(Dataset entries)
══════════

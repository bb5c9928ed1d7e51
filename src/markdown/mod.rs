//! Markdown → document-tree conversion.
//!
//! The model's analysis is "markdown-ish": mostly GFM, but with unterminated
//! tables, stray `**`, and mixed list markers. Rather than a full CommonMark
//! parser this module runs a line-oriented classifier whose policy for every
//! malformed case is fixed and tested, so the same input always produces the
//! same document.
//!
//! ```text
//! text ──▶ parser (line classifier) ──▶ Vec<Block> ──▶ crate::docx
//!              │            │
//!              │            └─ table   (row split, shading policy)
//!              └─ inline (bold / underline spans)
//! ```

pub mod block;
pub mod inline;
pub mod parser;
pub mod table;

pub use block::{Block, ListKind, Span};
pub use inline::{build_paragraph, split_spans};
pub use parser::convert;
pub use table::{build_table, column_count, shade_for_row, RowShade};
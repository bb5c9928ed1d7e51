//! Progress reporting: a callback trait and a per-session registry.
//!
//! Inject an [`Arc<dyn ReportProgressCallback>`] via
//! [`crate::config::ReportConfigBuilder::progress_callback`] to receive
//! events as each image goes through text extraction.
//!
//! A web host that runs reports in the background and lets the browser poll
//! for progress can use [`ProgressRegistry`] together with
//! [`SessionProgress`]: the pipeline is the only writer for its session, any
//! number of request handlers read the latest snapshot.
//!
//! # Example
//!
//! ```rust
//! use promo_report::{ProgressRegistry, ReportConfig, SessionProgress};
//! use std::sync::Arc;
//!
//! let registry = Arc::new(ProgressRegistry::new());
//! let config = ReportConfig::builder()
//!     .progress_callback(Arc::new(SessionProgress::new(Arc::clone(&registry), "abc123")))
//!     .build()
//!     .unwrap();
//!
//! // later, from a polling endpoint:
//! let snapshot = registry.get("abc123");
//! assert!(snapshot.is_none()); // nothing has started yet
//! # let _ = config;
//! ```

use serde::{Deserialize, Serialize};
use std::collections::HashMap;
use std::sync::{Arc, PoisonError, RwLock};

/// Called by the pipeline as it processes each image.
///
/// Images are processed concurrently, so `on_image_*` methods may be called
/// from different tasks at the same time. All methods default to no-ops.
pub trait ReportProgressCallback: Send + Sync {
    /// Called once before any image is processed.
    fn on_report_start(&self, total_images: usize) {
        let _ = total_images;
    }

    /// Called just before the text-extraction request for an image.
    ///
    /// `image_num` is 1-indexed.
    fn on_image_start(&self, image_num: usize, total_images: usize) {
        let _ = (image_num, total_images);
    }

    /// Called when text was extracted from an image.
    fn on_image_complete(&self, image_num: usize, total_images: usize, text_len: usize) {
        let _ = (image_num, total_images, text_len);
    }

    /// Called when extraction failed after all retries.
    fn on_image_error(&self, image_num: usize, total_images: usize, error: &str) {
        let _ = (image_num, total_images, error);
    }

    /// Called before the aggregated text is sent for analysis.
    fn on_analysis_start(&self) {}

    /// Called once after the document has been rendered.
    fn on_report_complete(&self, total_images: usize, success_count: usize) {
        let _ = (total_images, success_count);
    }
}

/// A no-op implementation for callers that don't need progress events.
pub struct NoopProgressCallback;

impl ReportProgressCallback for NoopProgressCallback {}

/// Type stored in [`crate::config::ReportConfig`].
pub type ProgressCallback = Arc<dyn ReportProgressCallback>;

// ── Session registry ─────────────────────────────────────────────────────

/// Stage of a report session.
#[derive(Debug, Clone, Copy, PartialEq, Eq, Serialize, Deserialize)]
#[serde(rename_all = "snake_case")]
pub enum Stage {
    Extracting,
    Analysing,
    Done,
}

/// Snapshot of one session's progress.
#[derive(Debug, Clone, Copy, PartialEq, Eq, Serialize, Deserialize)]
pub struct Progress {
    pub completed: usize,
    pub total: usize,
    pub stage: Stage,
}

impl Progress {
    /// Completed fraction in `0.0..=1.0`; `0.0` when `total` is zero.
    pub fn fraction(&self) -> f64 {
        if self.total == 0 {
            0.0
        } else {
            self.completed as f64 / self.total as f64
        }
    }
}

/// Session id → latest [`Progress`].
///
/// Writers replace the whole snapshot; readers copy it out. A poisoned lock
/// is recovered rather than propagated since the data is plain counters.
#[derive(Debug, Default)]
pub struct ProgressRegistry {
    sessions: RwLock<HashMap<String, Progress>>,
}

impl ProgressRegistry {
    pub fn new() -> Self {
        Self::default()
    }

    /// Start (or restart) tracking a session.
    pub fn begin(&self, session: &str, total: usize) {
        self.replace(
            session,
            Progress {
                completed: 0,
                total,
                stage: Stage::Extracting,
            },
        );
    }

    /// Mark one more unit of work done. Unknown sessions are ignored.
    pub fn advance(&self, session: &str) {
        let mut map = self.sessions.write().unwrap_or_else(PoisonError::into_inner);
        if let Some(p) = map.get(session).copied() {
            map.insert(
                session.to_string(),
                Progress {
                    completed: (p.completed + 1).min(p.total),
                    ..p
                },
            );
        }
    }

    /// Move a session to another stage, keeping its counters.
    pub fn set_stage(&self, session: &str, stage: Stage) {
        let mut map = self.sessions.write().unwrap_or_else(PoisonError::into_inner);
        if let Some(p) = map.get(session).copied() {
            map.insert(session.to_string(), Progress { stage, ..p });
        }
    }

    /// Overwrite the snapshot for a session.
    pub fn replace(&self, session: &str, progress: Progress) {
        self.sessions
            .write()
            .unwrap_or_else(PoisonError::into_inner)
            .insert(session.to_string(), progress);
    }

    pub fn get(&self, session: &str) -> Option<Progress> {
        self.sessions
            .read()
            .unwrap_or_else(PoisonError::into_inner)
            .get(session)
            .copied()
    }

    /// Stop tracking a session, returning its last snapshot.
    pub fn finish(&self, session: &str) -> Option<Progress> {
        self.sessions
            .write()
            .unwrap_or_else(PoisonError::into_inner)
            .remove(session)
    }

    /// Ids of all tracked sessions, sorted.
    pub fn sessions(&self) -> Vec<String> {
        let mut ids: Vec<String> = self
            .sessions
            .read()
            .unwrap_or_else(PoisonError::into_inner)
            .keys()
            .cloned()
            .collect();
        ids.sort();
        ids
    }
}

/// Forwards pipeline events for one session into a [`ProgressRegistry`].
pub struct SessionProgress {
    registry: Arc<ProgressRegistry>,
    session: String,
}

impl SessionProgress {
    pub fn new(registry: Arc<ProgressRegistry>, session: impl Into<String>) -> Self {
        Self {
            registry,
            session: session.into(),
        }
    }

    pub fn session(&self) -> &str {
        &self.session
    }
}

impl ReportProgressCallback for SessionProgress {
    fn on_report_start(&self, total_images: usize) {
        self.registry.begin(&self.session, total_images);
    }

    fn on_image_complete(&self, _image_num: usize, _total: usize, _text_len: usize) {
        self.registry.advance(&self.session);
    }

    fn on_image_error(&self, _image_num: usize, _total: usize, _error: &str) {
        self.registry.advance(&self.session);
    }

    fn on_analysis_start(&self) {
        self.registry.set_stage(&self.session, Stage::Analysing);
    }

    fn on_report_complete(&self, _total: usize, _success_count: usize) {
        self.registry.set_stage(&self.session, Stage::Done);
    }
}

══════════

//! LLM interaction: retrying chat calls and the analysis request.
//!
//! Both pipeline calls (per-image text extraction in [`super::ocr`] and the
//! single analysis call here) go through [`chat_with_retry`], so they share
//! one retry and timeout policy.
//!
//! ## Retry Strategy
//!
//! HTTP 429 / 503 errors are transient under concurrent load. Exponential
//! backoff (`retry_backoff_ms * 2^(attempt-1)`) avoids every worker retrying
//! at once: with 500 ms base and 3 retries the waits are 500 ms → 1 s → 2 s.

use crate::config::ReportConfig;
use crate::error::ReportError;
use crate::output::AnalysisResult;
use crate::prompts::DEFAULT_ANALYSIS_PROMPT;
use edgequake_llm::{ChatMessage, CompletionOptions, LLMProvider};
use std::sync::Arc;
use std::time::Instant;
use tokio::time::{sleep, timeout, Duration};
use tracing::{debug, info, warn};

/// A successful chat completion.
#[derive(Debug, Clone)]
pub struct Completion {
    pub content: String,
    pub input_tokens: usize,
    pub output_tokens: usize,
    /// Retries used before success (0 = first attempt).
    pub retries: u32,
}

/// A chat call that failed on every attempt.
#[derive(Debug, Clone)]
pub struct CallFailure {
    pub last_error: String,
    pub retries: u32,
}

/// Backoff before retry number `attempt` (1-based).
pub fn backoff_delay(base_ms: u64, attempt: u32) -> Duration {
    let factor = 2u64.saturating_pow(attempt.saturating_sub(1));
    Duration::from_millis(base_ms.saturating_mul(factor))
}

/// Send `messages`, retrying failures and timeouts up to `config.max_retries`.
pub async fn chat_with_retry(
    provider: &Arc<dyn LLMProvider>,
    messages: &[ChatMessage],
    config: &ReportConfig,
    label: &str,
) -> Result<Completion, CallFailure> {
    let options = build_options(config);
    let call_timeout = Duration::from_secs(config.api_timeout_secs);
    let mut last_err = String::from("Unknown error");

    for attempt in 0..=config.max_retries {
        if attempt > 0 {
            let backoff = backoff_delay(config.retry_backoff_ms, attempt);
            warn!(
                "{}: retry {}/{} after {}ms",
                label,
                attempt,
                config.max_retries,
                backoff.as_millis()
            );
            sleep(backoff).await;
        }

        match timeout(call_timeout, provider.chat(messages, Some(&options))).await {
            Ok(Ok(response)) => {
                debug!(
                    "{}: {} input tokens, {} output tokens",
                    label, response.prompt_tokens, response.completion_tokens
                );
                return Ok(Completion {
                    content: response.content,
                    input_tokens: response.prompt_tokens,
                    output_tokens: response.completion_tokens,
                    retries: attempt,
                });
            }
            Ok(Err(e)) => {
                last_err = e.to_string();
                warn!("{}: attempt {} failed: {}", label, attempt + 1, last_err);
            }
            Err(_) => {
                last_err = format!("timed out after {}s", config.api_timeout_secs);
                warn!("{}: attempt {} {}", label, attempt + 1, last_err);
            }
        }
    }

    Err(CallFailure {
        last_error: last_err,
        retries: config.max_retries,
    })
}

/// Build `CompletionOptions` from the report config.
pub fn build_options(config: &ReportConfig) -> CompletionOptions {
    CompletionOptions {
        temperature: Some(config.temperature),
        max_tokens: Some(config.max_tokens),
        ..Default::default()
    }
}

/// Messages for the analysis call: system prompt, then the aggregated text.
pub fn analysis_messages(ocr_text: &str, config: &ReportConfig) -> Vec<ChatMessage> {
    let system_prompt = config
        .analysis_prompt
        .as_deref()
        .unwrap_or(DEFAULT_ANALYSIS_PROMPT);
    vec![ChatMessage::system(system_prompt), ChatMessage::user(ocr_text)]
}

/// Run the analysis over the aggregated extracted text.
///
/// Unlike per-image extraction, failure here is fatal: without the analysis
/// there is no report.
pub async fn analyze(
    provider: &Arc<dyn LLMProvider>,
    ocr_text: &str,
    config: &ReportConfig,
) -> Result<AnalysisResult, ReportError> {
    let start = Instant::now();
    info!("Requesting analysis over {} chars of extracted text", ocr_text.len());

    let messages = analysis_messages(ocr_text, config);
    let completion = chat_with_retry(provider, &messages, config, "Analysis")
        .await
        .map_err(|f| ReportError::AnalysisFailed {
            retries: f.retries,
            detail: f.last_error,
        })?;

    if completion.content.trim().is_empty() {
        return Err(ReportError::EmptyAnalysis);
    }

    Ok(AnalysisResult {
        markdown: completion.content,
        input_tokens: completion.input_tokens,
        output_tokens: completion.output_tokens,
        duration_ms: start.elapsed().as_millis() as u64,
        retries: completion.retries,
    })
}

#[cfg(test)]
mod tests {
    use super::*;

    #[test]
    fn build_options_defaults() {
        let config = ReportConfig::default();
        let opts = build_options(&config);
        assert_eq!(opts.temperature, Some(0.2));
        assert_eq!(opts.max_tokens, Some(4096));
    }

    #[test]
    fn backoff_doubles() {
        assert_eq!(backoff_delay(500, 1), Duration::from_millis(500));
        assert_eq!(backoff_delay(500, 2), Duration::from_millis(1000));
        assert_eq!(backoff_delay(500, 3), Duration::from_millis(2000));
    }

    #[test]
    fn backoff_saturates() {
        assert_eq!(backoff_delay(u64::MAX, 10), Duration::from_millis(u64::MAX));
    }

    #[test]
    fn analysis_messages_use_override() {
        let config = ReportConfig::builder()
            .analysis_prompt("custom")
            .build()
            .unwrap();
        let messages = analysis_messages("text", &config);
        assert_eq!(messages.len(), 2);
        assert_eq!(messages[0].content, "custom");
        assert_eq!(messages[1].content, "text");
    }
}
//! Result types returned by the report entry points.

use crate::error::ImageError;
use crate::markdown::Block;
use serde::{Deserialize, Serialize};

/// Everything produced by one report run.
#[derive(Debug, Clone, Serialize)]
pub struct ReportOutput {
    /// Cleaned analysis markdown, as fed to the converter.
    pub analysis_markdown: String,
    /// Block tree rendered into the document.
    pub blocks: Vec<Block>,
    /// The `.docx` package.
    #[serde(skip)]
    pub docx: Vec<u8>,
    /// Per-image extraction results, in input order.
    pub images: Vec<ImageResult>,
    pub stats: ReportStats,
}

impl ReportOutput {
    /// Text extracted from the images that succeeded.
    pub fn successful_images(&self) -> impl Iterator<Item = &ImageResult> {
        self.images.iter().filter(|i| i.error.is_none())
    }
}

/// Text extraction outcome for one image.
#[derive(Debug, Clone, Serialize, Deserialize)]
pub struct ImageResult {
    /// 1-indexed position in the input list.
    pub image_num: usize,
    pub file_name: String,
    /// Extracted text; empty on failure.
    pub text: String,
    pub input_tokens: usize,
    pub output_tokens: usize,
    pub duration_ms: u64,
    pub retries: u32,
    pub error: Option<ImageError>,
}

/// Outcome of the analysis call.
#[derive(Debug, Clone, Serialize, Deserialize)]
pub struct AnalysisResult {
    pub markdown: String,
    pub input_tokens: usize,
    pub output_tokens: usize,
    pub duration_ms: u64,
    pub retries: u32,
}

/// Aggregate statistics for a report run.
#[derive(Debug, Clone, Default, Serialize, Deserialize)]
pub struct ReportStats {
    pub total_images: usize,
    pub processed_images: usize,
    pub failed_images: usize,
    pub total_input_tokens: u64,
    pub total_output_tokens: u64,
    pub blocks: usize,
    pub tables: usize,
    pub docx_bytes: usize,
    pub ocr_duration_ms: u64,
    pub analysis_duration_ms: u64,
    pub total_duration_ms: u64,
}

══════════

PROBLEM TO WORK ON:
Filter the entries and copy out every line with the word "methods".

WRITTEN SOLUTION:
/// Images are processed concurrently, so `on_image_*` methods may be called
/// from different tasks at the same time. All methods default to no-ops.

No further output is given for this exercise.